**EXERCISE INPUT**

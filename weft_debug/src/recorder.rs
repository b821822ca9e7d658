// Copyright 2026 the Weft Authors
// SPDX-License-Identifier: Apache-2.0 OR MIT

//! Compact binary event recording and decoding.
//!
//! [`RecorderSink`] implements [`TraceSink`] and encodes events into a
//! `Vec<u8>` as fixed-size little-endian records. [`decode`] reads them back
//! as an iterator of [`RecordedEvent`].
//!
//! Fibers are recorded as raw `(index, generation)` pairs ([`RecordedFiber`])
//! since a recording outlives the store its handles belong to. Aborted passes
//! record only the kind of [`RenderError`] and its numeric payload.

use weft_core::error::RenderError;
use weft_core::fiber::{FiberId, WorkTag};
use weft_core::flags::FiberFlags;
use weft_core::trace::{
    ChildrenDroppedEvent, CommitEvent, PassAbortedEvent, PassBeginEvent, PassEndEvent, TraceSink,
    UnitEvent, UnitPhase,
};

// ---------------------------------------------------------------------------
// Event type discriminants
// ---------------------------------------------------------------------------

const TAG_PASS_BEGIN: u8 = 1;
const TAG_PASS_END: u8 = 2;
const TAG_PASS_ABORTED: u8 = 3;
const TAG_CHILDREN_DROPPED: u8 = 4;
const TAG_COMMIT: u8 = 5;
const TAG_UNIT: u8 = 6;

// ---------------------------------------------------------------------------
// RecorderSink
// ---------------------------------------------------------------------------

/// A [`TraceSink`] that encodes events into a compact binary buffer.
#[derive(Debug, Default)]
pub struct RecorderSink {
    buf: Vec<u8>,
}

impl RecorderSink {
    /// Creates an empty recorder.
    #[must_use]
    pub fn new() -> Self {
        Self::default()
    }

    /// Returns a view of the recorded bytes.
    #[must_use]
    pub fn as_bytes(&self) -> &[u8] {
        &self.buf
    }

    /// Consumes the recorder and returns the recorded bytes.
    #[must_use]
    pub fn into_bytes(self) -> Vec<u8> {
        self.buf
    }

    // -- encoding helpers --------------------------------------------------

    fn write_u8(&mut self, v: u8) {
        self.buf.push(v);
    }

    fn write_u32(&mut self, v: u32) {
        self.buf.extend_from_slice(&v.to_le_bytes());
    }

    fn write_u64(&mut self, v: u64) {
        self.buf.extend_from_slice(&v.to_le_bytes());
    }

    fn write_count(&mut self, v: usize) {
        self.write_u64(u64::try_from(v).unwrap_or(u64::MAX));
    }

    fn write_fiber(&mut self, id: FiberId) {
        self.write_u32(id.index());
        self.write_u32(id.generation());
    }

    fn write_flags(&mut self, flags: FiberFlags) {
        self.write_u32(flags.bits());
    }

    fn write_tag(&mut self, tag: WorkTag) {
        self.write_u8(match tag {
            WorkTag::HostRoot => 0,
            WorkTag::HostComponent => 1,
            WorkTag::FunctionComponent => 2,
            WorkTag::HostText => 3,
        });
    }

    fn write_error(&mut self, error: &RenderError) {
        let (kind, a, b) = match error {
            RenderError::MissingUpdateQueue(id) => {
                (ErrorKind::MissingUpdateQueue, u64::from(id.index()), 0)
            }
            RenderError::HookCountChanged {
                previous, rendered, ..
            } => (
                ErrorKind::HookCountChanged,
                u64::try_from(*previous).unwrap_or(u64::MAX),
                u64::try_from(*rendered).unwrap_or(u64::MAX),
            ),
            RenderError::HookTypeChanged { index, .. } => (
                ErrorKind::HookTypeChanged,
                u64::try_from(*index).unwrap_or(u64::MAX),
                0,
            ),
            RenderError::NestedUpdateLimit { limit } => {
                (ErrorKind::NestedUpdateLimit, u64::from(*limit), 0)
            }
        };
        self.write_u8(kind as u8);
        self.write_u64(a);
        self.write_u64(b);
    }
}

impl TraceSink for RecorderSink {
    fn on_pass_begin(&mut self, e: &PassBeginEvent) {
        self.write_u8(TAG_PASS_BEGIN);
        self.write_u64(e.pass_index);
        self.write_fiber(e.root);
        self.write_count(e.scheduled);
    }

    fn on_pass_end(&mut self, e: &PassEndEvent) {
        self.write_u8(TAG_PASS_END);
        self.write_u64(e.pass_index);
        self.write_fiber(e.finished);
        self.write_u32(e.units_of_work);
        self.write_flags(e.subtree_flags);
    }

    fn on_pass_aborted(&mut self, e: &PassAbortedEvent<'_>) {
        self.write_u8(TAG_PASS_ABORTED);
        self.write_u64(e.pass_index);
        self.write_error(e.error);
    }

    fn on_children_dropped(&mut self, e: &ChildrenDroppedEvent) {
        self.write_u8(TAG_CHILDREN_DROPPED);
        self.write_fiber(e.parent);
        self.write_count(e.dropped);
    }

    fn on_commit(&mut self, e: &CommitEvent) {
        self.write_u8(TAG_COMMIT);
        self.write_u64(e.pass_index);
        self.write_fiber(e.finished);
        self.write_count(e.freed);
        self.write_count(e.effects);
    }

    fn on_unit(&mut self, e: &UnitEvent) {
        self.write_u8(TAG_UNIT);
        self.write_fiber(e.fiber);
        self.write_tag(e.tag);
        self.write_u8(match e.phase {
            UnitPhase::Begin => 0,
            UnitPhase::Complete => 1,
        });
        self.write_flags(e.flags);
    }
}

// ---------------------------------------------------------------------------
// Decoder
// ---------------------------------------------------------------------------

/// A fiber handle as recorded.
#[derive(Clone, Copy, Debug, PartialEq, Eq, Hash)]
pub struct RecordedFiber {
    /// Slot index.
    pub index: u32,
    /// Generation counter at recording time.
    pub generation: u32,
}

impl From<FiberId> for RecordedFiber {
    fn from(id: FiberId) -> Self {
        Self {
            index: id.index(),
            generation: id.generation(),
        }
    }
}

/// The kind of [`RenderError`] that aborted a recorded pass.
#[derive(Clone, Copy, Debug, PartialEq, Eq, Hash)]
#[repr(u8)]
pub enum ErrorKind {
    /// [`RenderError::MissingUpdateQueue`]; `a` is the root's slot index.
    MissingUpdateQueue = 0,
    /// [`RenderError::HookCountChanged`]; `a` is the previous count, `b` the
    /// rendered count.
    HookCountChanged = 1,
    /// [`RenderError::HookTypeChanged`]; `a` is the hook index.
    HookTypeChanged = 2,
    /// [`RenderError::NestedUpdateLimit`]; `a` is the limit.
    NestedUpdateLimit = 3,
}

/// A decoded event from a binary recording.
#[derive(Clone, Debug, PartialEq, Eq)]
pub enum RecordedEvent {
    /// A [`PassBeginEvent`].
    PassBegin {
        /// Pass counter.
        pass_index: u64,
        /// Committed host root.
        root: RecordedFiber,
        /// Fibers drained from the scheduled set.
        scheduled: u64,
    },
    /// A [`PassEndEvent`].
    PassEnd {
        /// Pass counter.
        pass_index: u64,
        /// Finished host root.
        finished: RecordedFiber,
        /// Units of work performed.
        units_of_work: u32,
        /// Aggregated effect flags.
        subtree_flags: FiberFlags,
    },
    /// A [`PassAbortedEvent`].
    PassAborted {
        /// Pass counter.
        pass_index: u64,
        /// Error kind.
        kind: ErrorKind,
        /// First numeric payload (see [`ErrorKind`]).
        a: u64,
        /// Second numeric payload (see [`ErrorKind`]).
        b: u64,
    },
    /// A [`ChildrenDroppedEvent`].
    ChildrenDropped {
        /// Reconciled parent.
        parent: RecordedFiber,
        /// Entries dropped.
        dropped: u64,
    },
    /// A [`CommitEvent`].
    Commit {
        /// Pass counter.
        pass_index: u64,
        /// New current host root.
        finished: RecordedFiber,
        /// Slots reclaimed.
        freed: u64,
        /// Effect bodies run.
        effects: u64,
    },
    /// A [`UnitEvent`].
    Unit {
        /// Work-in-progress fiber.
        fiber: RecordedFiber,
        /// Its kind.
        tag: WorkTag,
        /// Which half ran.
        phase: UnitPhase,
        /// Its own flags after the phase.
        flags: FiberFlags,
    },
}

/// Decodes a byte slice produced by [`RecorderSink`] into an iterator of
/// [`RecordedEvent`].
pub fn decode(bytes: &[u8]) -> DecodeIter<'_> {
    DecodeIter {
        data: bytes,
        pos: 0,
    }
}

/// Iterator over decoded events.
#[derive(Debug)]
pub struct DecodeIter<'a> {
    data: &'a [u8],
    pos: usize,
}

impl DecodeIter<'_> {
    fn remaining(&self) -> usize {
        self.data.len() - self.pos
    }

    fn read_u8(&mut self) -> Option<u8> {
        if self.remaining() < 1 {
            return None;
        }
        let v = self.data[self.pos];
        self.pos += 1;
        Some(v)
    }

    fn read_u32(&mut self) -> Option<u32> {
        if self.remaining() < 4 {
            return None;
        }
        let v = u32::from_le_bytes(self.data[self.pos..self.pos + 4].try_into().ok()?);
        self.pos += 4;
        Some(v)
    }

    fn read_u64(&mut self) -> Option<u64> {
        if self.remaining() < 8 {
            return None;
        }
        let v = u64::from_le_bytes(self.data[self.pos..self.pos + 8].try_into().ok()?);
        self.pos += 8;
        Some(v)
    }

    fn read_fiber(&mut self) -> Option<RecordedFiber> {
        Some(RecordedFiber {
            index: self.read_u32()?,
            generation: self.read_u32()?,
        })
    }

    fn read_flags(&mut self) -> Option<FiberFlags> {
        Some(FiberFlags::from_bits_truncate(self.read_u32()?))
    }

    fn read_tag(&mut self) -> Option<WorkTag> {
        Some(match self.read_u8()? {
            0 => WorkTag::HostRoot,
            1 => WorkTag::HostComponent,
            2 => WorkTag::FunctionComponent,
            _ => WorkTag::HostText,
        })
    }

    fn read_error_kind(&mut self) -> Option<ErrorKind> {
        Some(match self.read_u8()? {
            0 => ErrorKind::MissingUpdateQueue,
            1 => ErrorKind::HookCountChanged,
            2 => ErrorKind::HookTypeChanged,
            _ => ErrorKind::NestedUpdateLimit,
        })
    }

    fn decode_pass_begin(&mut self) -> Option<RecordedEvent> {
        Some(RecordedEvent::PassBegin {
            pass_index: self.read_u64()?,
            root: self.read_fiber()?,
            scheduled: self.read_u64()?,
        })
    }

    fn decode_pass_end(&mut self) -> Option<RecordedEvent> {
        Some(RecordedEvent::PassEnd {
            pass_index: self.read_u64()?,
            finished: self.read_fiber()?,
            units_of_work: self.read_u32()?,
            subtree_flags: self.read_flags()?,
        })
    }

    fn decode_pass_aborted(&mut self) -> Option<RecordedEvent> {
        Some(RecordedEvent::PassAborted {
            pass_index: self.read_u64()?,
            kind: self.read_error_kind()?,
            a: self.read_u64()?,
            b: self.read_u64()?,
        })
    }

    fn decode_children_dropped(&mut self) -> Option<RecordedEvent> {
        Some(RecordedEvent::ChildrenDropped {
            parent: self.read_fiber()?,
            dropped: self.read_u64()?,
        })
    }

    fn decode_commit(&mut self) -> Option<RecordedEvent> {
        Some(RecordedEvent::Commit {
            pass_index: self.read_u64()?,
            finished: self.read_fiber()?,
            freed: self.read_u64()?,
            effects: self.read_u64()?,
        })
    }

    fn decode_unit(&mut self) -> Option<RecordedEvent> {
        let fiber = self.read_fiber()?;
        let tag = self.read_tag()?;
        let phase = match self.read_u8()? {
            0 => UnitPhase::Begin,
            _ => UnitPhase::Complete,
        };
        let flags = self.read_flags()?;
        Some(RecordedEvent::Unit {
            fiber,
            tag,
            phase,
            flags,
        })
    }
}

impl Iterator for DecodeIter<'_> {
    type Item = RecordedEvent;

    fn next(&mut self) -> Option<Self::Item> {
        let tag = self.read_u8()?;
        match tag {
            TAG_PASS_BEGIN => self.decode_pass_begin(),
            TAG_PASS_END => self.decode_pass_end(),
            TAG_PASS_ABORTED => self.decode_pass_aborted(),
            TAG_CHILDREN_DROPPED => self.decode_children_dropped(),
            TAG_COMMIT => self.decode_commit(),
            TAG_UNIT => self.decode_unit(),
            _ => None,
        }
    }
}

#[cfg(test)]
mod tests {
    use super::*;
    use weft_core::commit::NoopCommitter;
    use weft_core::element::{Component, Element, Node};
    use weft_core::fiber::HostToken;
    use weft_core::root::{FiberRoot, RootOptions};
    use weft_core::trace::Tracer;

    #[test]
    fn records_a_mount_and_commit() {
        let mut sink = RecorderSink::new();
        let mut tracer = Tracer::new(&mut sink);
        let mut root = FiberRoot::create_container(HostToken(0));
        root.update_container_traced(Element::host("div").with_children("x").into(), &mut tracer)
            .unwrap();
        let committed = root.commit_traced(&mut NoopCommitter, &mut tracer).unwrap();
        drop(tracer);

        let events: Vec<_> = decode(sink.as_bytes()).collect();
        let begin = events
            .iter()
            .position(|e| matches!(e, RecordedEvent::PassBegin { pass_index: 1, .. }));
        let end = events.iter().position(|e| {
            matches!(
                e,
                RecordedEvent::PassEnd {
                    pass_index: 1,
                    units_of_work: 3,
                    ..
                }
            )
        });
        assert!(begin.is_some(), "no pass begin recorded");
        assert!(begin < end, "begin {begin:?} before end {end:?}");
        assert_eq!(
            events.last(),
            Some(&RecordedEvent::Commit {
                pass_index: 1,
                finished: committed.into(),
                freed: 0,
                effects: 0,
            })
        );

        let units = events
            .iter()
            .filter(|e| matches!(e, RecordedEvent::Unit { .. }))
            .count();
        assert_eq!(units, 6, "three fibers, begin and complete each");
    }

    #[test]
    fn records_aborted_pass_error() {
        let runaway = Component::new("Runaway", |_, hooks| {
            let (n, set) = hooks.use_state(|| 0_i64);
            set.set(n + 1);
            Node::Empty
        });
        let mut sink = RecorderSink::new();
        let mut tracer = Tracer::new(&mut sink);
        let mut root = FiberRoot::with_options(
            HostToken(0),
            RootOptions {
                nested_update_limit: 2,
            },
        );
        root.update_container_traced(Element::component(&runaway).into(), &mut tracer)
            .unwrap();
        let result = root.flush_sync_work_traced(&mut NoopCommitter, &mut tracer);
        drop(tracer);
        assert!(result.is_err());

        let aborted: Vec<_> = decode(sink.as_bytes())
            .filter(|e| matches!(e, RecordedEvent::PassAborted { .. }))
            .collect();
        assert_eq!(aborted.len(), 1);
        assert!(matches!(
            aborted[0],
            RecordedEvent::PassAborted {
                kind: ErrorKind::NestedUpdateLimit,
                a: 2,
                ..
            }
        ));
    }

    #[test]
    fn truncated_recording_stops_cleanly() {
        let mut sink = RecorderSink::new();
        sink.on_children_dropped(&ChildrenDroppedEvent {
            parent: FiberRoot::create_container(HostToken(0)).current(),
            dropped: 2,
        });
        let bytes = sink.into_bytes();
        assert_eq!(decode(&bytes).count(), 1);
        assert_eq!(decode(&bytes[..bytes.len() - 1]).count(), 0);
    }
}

**ACTIVITY**
Within the data above, find the lines that contain the word "enum" and copy each of them.

**ANSWER AREA**
pub enum ErrorKind {
pub enum RecordedEvent {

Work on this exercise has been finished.